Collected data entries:
══════
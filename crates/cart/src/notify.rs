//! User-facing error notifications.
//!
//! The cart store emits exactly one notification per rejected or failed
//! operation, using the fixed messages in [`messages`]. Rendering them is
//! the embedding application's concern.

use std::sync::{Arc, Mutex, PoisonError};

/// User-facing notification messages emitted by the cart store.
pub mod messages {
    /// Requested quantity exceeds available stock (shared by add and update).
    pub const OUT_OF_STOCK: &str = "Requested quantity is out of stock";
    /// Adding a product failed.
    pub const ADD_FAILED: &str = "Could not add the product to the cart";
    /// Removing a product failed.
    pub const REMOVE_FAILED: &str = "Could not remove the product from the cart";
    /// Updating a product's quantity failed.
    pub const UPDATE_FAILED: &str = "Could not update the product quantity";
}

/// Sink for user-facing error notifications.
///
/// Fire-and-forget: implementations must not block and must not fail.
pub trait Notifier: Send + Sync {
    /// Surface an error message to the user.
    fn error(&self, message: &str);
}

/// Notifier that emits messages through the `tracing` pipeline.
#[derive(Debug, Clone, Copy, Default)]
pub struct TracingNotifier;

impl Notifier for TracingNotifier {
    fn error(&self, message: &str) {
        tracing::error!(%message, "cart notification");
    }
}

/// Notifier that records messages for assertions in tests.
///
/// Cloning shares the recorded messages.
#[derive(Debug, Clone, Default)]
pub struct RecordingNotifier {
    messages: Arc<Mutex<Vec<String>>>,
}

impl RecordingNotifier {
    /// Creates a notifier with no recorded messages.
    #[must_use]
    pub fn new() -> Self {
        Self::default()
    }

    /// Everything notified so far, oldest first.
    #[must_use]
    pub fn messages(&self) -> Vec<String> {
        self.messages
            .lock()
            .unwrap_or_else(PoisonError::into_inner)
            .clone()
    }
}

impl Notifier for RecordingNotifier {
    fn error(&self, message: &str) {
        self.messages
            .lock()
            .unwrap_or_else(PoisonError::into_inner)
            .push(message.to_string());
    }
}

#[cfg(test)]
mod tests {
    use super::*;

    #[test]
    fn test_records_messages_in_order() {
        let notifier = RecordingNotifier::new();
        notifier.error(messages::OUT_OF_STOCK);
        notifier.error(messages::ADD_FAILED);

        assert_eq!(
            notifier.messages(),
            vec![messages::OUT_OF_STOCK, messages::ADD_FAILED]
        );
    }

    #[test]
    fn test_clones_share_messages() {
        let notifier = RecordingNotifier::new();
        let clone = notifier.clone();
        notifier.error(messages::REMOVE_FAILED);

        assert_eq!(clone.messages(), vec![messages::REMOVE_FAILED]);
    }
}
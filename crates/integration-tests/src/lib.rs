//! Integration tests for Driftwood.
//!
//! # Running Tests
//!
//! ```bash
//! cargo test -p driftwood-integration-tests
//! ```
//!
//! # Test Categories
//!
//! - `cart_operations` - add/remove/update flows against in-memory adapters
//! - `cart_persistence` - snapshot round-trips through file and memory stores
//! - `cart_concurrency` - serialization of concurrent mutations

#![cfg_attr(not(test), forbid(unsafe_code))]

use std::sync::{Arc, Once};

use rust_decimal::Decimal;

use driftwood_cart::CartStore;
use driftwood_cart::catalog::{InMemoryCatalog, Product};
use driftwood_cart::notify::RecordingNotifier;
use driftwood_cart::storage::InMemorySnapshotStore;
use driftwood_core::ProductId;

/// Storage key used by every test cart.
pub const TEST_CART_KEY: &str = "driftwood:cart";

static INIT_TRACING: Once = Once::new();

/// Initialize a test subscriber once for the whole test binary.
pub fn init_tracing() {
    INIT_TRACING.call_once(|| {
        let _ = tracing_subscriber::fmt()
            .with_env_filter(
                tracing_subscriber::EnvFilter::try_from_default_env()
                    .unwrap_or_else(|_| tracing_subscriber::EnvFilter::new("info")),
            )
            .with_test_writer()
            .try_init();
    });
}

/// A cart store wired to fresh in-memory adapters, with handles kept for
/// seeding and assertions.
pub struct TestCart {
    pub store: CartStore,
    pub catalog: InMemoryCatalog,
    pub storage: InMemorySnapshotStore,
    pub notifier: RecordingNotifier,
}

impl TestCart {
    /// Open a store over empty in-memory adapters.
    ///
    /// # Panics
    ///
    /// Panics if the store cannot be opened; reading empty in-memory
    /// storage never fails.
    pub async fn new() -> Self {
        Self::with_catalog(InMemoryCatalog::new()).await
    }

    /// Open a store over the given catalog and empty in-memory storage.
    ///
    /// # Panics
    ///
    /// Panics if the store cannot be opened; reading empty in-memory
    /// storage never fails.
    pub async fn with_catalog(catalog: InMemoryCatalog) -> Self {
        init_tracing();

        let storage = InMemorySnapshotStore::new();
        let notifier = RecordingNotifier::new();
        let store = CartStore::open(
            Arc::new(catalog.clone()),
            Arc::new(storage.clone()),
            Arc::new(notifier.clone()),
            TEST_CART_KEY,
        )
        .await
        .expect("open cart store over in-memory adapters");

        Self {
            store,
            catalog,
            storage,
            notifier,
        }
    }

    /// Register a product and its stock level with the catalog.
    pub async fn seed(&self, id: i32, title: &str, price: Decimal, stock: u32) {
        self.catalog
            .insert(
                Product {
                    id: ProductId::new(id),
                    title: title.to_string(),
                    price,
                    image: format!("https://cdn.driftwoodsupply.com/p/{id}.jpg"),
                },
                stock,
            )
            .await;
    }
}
══════
Required action: Each line that holds the word "ProductId" should be extracted from the records.

Expected output:
use driftwood_core::ProductId;
                    id: ProductId::new(id),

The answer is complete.